Compte rendu. Redécouvrir l’histoire de l’Algérie au XXe s., à travers le regard de photographes français ou algériens, c’est ce que propose l’Institut du monde arabe de Tourcoing dans sa nouvelle exposition que nous recommandons vivement à tous les historiens-géographes.

En Algérie, la photographie a accompagné la conquête coloniale. Cependant, si la progression de l’exposition est bien chronologique, l’exposition n’est pas conçue pour Françoise Cohen, directrice de l’IMA Tourcoing et commissaire de l’exposition, comme une énième histoire de l’Algérie par la photographie : elle offre une série de regards français et algériens sur un territoire successivement colonisé, décolonisé, objet de mémoires parfois concurrentes et toujours très vives.
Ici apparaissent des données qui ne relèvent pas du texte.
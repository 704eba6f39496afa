//! Local SQLite backend of the `todos` collection.
//!
//! Used when no Firebase project is configured. Queries are translated to
//! SQL; timestamps are stored as microseconds since the Unix epoch so that
//! ordering by creation time is exact.

use super::db::Db;
use crate::libs::store::{generate_id, Direction, Field, Filter, Query, StoreError, TaskStore};
use crate::libs::task::{Priority, Task, TaskKind};
use anyhow::Result;
use chrono::DateTime;
use parking_lot::Mutex;
use rusqlite::{params, params_from_iter, Connection, OptionalExtension, Row};
use std::path::Path;

const SELECT_TODOS: &str = "SELECT id, title, completed, owner, created_time, priority, sort_order, parent_id FROM todos";
const COUNT_TODOS: &str = "SELECT COUNT(*) FROM todos";
const SELECT_TODO_BY_ID: &str =
    "SELECT id, title, completed, owner, created_time, priority, sort_order, parent_id FROM todos WHERE id = ?1";
const REPLACE_TODO: &str = "INSERT OR REPLACE INTO todos (id, title, completed, owner, created_time, priority, sort_order, parent_id)
    VALUES (?1, ?2, ?3, ?4, ?5, ?6, ?7, ?8)";
const MERGE_TODO: &str = "INSERT INTO todos (id, title, completed, owner, created_time, priority, sort_order, parent_id)
    VALUES (?1, ?2, ?3, ?4, ?5, ?6, ?7, ?8)
    ON CONFLICT(id) DO UPDATE SET
        title = excluded.title,
        completed = excluded.completed,
        priority = COALESCE(excluded.priority, todos.priority),
        sort_order = COALESCE(excluded.sort_order, todos.sort_order),
        parent_id = COALESCE(excluded.parent_id, todos.parent_id)";
const DELETE_TODO: &str = "DELETE FROM todos WHERE id = ?1";

/// Raw column values of one `todos` row.
struct TodoRow {
    id: String,
    title: String,
    completed: bool,
    owner: String,
    created_time: i64,
    priority: Option<String>,
    sort_order: Option<u32>,
    parent_id: Option<String>,
}

impl TodoRow {
    fn read(row: &Row) -> rusqlite::Result<Self> {
        Ok(TodoRow {
            id: row.get(0)?,
            title: row.get(1)?,
            completed: row.get(2)?,
            owner: row.get(3)?,
            created_time: row.get(4)?,
            priority: row.get(5)?,
            sort_order: row.get(6)?,
            parent_id: row.get(7)?,
        })
    }

    fn into_task(self) -> Result<Task, StoreError> {
        let decode_error = |reason: String| StoreError::Decode {
            id: self.id.clone(),
            reason,
        };
        let created_time =
            DateTime::from_timestamp_micros(self.created_time).ok_or_else(|| decode_error("created_time out of range".into()))?;
        let kind = match (self.parent_id.clone(), self.priority.as_deref()) {
            (Some(parent_id), None) => TaskKind::Subtask {
                parent_id,
                order: self.sort_order.ok_or_else(|| decode_error("subtask without order".into()))?,
            },
            (None, Some(priority)) => TaskKind::Main {
                priority: priority.parse::<Priority>().map_err(decode_error)?,
            },
            _ => return Err(decode_error("exactly one of priority and parent_id must be set".into())),
        };

        Ok(Task {
            id: self.id,
            title: self.title,
            completed: self.completed,
            owner: self.owner,
            created_time,
            kind,
        })
    }
}

/// Column values bound when writing a task.
fn columns(task: &Task) -> (Option<&'static str>, Option<u32>, Option<&str>) {
    match &task.kind {
        TaskKind::Main { priority } => (Some(priority.as_str()), None, None),
        TaskKind::Subtask { parent_id, order } => (None, Some(*order), Some(parent_id.as_str())),
    }
}

fn column(field: Field) -> &'static str {
    match field {
        Field::Priority => "priority",
        Field::ParentId => "parent_id",
        Field::CreatedTime => "created_time",
        Field::Order => "sort_order",
    }
}

/// Renders the WHERE clause of `query` and the values it binds.
fn where_clause(query: &Query) -> (String, Vec<String>) {
    let mut clauses = Vec::new();
    let mut values = Vec::new();
    for filter in &query.filters {
        match filter {
            Filter::Present(field) => clauses.push(format!("{} IS NOT NULL", column(*field))),
            Filter::Equals(field, value) => {
                values.push(value.clone());
                clauses.push(format!("{} = ?{}", column(*field), values.len()));
            }
        }
    }
    if clauses.is_empty() {
        (String::new(), values)
    } else {
        (format!(" WHERE {}", clauses.join(" AND ")), values)
    }
}

pub struct Todos {
    conn: Mutex<Connection>,
}

impl Todos {
    /// Opens the task database in the application data directory.
    pub fn new() -> Result<Todos> {
        Ok(Self::from_db(Db::new()?))
    }

    pub fn open(path: &Path) -> Result<Todos> {
        Ok(Self::from_db(Db::open(path)?))
    }

    pub fn in_memory() -> Result<Todos> {
        Ok(Self::from_db(Db::in_memory()?))
    }

    fn from_db(db: Db) -> Todos {
        Todos { conn: Mutex::new(db.conn) }
    }

    fn select(&self, sql: &str, values: &[String]) -> Result<Vec<Task>, StoreError> {
        let conn = self.conn.lock();
        let mut stmt = conn.prepare(sql)?;
        let rows = stmt
            .query_map(params_from_iter(values.iter()), TodoRow::read)?
            .collect::<rusqlite::Result<Vec<_>>>()?;
        rows.into_iter().map(TodoRow::into_task).collect()
    }

    fn write(&self, sql: &str, task: &Task) -> Result<(), StoreError> {
        let (priority, sort_order, parent_id) = columns(task);
        self.conn.lock().execute(
            sql,
            params![
                task.id,
                task.title,
                task.completed,
                task.owner,
                task.created_time.timestamp_micros(),
                priority,
                sort_order,
                parent_id
            ],
        )?;
        Ok(())
    }
}

impl TaskStore for Todos {
    fn new_id(&self) -> String {
        generate_id()
    }

    async fn count(&self, query: &Query) -> Result<usize, StoreError> {
        let (clause, values) = where_clause(query);
        let count: i64 = self
            .conn
            .lock()
            .query_row(&format!("{}{}", COUNT_TODOS, clause), params_from_iter(values.iter()), |row| row.get(0))?;
        Ok(count as usize)
    }

    async fn query(&self, query: &Query) -> Result<Vec<Task>, StoreError> {
        let (clause, values) = where_clause(query);
        let mut sql = format!("{}{}", SELECT_TODOS, clause);
        if let Some((field, direction)) = query.order_by {
            let direction = match direction {
                Direction::Ascending => "ASC",
                Direction::Descending => "DESC",
            };
            sql.push_str(&format!(" ORDER BY {} {}", column(field), direction));
        }
        self.select(&sql, &values)
    }

    async fn get(&self, id: &str) -> Result<Option<Task>, StoreError> {
        let row = self
            .conn
            .lock()
            .query_row(SELECT_TODO_BY_ID, params![id], TodoRow::read)
            .optional()?;
        row.map(TodoRow::into_task).transpose()
    }

    async fn set(&self, task: &Task) -> Result<(), StoreError> {
        self.write(REPLACE_TODO, task)
    }

    async fn merge(&self, task: &Task) -> Result<(), StoreError> {
        self.write(MERGE_TODO, task)
    }

    async fn delete(&self, id: &str) -> Result<(), StoreError> {
        self.conn.lock().execute(DELETE_TODO, params![id])?;
        Ok(())
    }
}
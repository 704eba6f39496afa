//! Local persistence for taskgen.
//!
//! When no Firebase project is configured, the `todos` collection lives in a
//! SQLite database in the application data directory.
//!
//! ```rust,no_run
//! use taskgen::db::todos::Todos;
//! use taskgen::libs::store::{Query, TaskStore};
//!
//! # async fn run() -> anyhow::Result<()> {
//! let todos = Todos::new()?;
//! let newest_first = todos.query(&Query::main_tasks_newest_first()).await?;
//! # Ok(())
//! # }
//! ```

/// Connection setup and schema migration on open.
pub mod db;

/// Versioned schema changes.
pub mod migrations;

/// The `todos` collection backed by SQLite.
pub mod todos;
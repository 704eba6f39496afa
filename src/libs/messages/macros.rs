//! Macros for printing application messages.
//!
//! Each macro routes its output either to `tracing` (debug mode) or to the
//! terminal. Debug mode is on when `TASKGEN_DEBUG` or `RUST_LOG` is set, and
//! the check is cached on first use.
//!
//! ```rust
//! use taskgen::{msg_error, msg_success};
//! use taskgen::libs::messages::Message;
//!
//! msg_success!(Message::ConfigSaved);
//! msg_error!(Message::StoreLoadFailed);
//! ```

use std::sync::OnceLock;

static DEBUG_MODE: OnceLock<bool> = OnceLock::new();

#[doc(hidden)]
pub fn is_debug_mode() -> bool {
    *DEBUG_MODE.get_or_init(|| std::env::var("TASKGEN_DEBUG").is_ok() || std::env::var("RUST_LOG").is_ok())
}

/// Prints a message without a prefix.
#[macro_export]
macro_rules! msg_print {
    ($msg:expr) => {
        if $crate::libs::messages::macros::is_debug_mode() {
            tracing::info!("{}", $msg);
        } else {
            println!("{}", $msg);
        }
    };
    ($msg:expr, true) => {
        if $crate::libs::messages::macros::is_debug_mode() {
            tracing::info!("\n{}\n", $msg);
        } else {
            println!("\n{}\n", $msg);
        }
    };
}

/// Prints a success message with ✅ prefix.
#[macro_export]
macro_rules! msg_success {
    ($msg:expr) => {
        if $crate::libs::messages::macros::is_debug_mode() {
            tracing::info!("✅ {}", $msg);
        } else {
            println!("✅ {}", $msg);
        }
    };
}

/// Prints an error message with ❌ prefix.
///
/// Errors go to stderr outside of debug mode so they stay separate from
/// task listings printed on stdout.
#[macro_export]
macro_rules! msg_error {
    ($msg:expr) => {
        if $crate::libs::messages::macros::is_debug_mode() {
            tracing::error!("❌ {}", $msg);
        } else {
            eprintln!("❌ {}", $msg);
        }
    };
}

/// Prints a warning message with ⚠️ prefix.
#[macro_export]
macro_rules! msg_warning {
    ($msg:expr) => {
        if $crate::libs::messages::macros::is_debug_mode() {
            tracing::warn!("⚠️ {}", $msg);
        } else {
            println!("⚠️ {}", $msg);
        }
    };
}

/// Prints an informational message with ℹ️ prefix.
#[macro_export]
macro_rules! msg_info {
    ($msg:expr) => {
        if $crate::libs::messages::macros::is_debug_mode() {
            tracing::info!("ℹ️ {}", $msg);
        } else {
            println!("ℹ️ {}", $msg);
        }
    };
}

/// Emits a debug message, only in debug mode.
#[macro_export]
macro_rules! msg_debug {
    ($msg:expr) => {
        if $crate::libs::messages::macros::is_debug_mode() {
            tracing::debug!("🔍 {}", $msg);
        }
    };
}

/// Creates an `anyhow::Error` from a message.
#[macro_export]
macro_rules! msg_error_anyhow {
    ($msg:expr) => {
        anyhow::anyhow!("❌ {}", $msg)
    };
}

/// Returns early with an `anyhow::Error` created from a message.
#[macro_export]
macro_rules! msg_bail_anyhow {
    ($msg:expr) => {
        anyhow::bail!("❌ {}", $msg)
    };
}
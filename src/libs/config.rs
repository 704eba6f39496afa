//! Configuration management for taskgen.
//!
//! The configuration is a JSON file in the platform data directory. Each
//! integration is an optional module with its own setup wizard:
//!
//! - **gemini**: model and endpoint of the generative API (the key itself is
//!   kept in an encrypted secret file or `GEMINI_API_KEY`)
//! - **firebase**: project and web API key; when absent, tasks are kept in
//!   the local SQLite database and no sign-in happens
//! - **images**: the reference photos attached to generation requests
//!
//! ```rust,no_run
//! use taskgen::libs::config::Config;
//!
//! let config = Config::read()?;
//! if config.firebase.is_none() {
//!     println!("Tasks are stored locally");
//! }
//! # Ok::<(), anyhow::Error>(())
//! ```

use super::data_storage::DataStorage;
use crate::api::firebase::FirebaseConfig;
use crate::api::gemini::GeminiConfig;
use crate::libs::messages::Message;
use crate::msg_print;
use anyhow::Result;
use dialoguer::{theme::ColorfulTheme, Input, MultiSelect};
use serde::{Deserialize, Serialize};
use std::fs::{self, File};
use std::path::PathBuf;

pub const CONFIG_FILE_NAME: &str = "config.json";

#[derive(Debug, Clone)]
pub struct ConfigModule {
    pub key: String,
    pub name: String,
}

/// Reference photos for the two photo contexts.
#[derive(Serialize, Deserialize, Clone, Debug, PartialEq, Default)]
pub struct ImagesConfig {
    #[serde(default, skip_serializing_if = "Option::is_none")]
    pub location: Option<PathBuf>,
    #[serde(default, skip_serializing_if = "Option::is_none")]
    pub room: Option<PathBuf>,
}

impl ImagesConfig {
    pub fn module() -> ConfigModule {
        ConfigModule {
            key: "images".to_string(),
            name: "Images".to_string(),
        }
    }

    pub fn init(config: &Option<ImagesConfig>) -> Result<Self> {
        let config = config.clone().unwrap_or_default();
        msg_print!(Message::ConfigModuleImages);

        Ok(Self {
            location: Self::prompt_path(Message::PromptLocationImage, &config.location)?,
            room: Self::prompt_path(Message::PromptRoomImage, &config.room)?,
        })
    }

    fn prompt_path(prompt: Message, current: &Option<PathBuf>) -> Result<Option<PathBuf>> {
        let current = current.as_ref().map(|p| p.display().to_string()).unwrap_or_default();
        let path: String = Input::with_theme(&ColorfulTheme::default())
            .with_prompt(prompt.to_string())
            .default(current)
            .allow_empty(true)
            .interact_text()?;
        let path = path.trim();
        Ok((!path.is_empty()).then(|| PathBuf::from(path)))
    }
}

#[derive(Serialize, Deserialize, Clone, Debug, Default, PartialEq)]
pub struct Config {
    #[serde(skip_serializing_if = "Option::is_none")]
    pub gemini: Option<GeminiConfig>,

    #[serde(skip_serializing_if = "Option::is_none")]
    pub firebase: Option<FirebaseConfig>,

    #[serde(skip_serializing_if = "Option::is_none")]
    pub images: Option<ImagesConfig>,
}

impl Config {
    /// Reads the configuration file, returning the default configuration
    /// when it does not exist yet.
    pub fn read() -> Result<Config> {
        let config_file_path = DataStorage::new().get_path(CONFIG_FILE_NAME)?;
        if !config_file_path.exists() {
            return Ok(Config::default());
        }

        let config_str = fs::read_to_string(config_file_path)?;
        let config: Config = serde_json::from_str(&config_str)?;
        Ok(config)
    }

    pub fn save(&self) -> Result<()> {
        let config_file_path = DataStorage::new().get_path(CONFIG_FILE_NAME)?;
        let config_file = File::create(config_file_path)?;
        serde_json::to_writer_pretty(&config_file, &self)?;
        Ok(())
    }

    /// Removes the configuration file and the stored Gemini key.
    pub fn delete() -> Result<()> {
        let config_file_path = DataStorage::new().get_path(CONFIG_FILE_NAME)?;
        if config_file_path.exists() {
            fs::remove_file(config_file_path)?;
        }
        GeminiConfig::delete_api_key()
    }

    /// Runs the interactive setup wizard, starting from the current values.
    pub fn init() -> Result<Self> {
        let mut config = Self::read().unwrap_or_default();

        let modules = vec![GeminiConfig::module(), FirebaseConfig::module(), ImagesConfig::module()];
        let selected = MultiSelect::with_theme(&ColorfulTheme::default())
            .with_prompt(Message::PromptSelectModules.to_string())
            .items(&modules.iter().map(|module| &module.name).collect::<Vec<_>>())
            .interact()?;

        for &selection in &selected {
            match modules[selection].key.as_str() {
                "gemini" => config.gemini = Some(GeminiConfig::init(&config.gemini)?),
                "firebase" => config.firebase = FirebaseConfig::init(&config.firebase)?,
                "images" => config.images = Some(ImagesConfig::init(&config.images)?),
                _ => {}
            }
        }

        Ok(config)
    }

    /// Gemini settings, falling back to the defaults.
    pub fn gemini_or_default(&self) -> GeminiConfig {
        self.gemini.clone().unwrap_or_default()
    }
}
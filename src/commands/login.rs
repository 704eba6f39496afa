use crate::libs::backend;
use crate::libs::config::Config;
use crate::libs::messages::Message;
use crate::{msg_info, msg_success, msg_warning};
use anyhow::Result;

pub async fn cmd() -> Result<()> {
    let config = Config::read()?;
    if config.firebase.is_none() {
        msg_warning!(Message::AuthNotConfigured);
    }

    let service = backend::service(&config).await?;
    match service.current_user() {
        Some(user) => msg_success!(Message::SignedInAnonymously(user.uid)),
        None => msg_info!(Message::UsingLocalIdentity(service.local_uid().to_string())),
    }
    Ok(())
}
//! Encrypted on-disk storage for API keys.
//!
//! Values are encrypted with AES-256-CBC using key material generated by
//! `build.rs` and stored base64-encoded in the data directory.

use super::data_storage::DataStorage;
use aes::Aes256;
use anyhow::Result;
use base64::prelude::*;
use block_modes::block_padding::Pkcs7;
use block_modes::{BlockMode, Cbc};
use dialoguer::{theme::ColorfulTheme, Password};
use std::fs;
use std::path::PathBuf;

include!(concat!(env!("OUT_DIR"), "/app_metadata.rs"));

type Aes256Cbc = Cbc<Aes256, Pkcs7>;

#[derive(Clone, Debug)]
pub struct Secret {
    prompt: String,
    secret_file_path: PathBuf,
}

impl Secret {
    pub fn new(secret_name: &str, prompt: &str) -> Self {
        let secret_file_path = DataStorage::new().get_path(secret_name).unwrap_or_else(|_| PathBuf::from(secret_name));

        Self {
            prompt: prompt.to_owned(),
            secret_file_path,
        }
    }

    /// Returns the stored value, if there is one and it decrypts.
    pub fn get(&self) -> Option<String> {
        if !self.secret_file_path.exists() {
            return None;
        }
        self.decrypt().ok()
    }

    pub fn get_or_prompt(&self) -> Result<String> {
        match self.get() {
            Some(value) => Ok(value),
            None => self.prompt(),
        }
    }

    /// Asks for the value interactively and stores it.
    pub fn prompt(&self) -> Result<String> {
        let value = Password::with_theme(&ColorfulTheme::default()).with_prompt(&self.prompt).interact()?;
        self.store(&value)?;
        Ok(value)
    }

    pub fn store(&self, value: &str) -> Result<()> {
        let cipher = Aes256Cbc::new_from_slices(APP_METADATA_ENCRYPTION_KEY, APP_METADATA_ENCRYPTION_IV)?;
        let encoded = BASE64_STANDARD.encode(cipher.encrypt_vec(value.as_bytes()));

        if let Some(parent) = self.secret_file_path.parent() {
            fs::create_dir_all(parent)?;
        }
        fs::write(&self.secret_file_path, encoded)?;
        Ok(())
    }

    pub fn delete(&self) -> Result<()> {
        if self.secret_file_path.exists() {
            fs::remove_file(&self.secret_file_path)?;
        }
        Ok(())
    }

    fn decrypt(&self) -> Result<String> {
        let encoded = fs::read_to_string(&self.secret_file_path)?;
        let ciphertext = BASE64_STANDARD.decode(encoded.trim())?;
        let cipher = Aes256Cbc::new_from_slices(APP_METADATA_ENCRYPTION_KEY, APP_METADATA_ENCRYPTION_IV)?;
        Ok(String::from_utf8(cipher.decrypt_vec(&ciphertext)?)?)
    }
}
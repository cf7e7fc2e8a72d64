//! Request plumbing shared by handlers.

pub mod error;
Les cartes postales, albums de collection, revues illustrées et albums de voyage inaugurent la visite sous le signe de l’orientalisme. Les Mauresques, ces portraits de femmes dans la photographie coloniale, côtoient les paysages orientaux stéréotypés et « pittoresques » - pour reprendre un terme employé de manière récurrente par les contemporains. Les premières photographies exposées renvoient à la fascination française pour l’orient exotique, lequel se fait destination touristique dès les débuts de la colonisation, mais aussi à la patrimonialisation coloniale de l’Algérie.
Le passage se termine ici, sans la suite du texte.